**Work instruction:**
From the entries that follow, pick out all lines holding "Clone".

################

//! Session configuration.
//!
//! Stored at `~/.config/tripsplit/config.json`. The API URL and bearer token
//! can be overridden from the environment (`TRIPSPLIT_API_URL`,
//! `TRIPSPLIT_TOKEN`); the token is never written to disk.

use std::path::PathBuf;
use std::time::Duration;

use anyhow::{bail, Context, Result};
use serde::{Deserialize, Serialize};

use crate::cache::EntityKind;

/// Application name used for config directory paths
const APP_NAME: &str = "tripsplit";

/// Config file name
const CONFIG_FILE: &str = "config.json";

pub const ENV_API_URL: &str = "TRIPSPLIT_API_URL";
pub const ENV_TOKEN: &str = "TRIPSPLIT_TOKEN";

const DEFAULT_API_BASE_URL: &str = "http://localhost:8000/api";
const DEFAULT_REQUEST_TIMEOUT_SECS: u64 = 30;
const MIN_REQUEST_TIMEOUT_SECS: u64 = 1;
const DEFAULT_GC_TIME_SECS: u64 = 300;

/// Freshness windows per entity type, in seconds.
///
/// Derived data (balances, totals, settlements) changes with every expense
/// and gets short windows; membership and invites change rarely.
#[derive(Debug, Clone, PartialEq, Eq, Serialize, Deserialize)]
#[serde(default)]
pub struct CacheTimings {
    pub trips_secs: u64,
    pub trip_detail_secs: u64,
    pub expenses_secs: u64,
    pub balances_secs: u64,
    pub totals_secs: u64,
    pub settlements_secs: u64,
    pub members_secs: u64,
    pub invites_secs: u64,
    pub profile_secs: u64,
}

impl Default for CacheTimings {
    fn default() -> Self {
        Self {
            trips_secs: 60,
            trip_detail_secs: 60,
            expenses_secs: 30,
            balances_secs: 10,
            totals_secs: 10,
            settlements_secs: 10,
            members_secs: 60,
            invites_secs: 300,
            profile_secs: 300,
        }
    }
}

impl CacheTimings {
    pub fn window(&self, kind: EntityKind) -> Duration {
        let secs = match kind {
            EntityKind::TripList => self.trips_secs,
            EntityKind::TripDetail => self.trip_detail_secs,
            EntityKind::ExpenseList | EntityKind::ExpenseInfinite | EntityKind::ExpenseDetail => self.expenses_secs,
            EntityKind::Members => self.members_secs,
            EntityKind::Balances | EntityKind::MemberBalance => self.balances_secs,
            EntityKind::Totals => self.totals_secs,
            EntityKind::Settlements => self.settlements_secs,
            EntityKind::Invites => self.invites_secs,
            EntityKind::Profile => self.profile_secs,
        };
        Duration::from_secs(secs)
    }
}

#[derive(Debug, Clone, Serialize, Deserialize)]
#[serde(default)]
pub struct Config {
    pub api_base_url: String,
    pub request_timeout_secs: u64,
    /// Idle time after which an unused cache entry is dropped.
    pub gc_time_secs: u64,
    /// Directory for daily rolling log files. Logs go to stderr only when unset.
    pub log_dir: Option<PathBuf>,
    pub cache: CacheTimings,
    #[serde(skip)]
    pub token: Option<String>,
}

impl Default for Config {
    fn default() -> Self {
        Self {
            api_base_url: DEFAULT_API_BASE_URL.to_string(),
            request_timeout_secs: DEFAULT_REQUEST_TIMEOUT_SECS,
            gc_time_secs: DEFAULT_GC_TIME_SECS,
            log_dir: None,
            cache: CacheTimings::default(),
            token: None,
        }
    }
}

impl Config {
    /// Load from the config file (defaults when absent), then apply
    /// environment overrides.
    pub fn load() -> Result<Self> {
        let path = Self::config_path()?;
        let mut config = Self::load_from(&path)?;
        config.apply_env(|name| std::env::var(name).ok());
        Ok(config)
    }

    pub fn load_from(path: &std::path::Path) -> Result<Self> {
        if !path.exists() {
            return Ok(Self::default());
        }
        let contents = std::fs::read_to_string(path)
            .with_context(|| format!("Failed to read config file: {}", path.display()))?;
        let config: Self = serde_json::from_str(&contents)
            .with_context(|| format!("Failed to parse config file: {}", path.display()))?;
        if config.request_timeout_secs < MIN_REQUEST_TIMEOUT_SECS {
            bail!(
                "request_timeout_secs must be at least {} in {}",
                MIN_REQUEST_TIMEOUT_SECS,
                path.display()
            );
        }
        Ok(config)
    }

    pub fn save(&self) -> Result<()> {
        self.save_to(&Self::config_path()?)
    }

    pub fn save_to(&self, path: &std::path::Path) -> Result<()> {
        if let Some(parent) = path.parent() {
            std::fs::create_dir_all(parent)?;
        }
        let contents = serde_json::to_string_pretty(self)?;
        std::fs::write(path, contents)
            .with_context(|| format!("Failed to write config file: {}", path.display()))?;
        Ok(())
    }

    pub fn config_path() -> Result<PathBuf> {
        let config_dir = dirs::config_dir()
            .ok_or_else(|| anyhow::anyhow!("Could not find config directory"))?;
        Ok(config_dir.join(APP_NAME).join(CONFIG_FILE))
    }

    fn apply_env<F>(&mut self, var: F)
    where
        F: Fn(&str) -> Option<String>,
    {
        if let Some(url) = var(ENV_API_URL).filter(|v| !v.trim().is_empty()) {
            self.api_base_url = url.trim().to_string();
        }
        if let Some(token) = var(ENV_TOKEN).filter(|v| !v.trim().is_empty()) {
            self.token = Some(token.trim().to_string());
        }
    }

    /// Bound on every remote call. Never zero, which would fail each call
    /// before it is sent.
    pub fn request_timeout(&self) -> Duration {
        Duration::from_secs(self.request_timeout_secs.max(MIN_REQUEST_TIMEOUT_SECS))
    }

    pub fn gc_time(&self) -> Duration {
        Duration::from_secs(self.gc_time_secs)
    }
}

################

**Exercise answer:**
#[derive(Debug, Clone, PartialEq, Eq, Serialize, Deserialize)]
#[derive(Debug, Clone, Serialize, Deserialize)]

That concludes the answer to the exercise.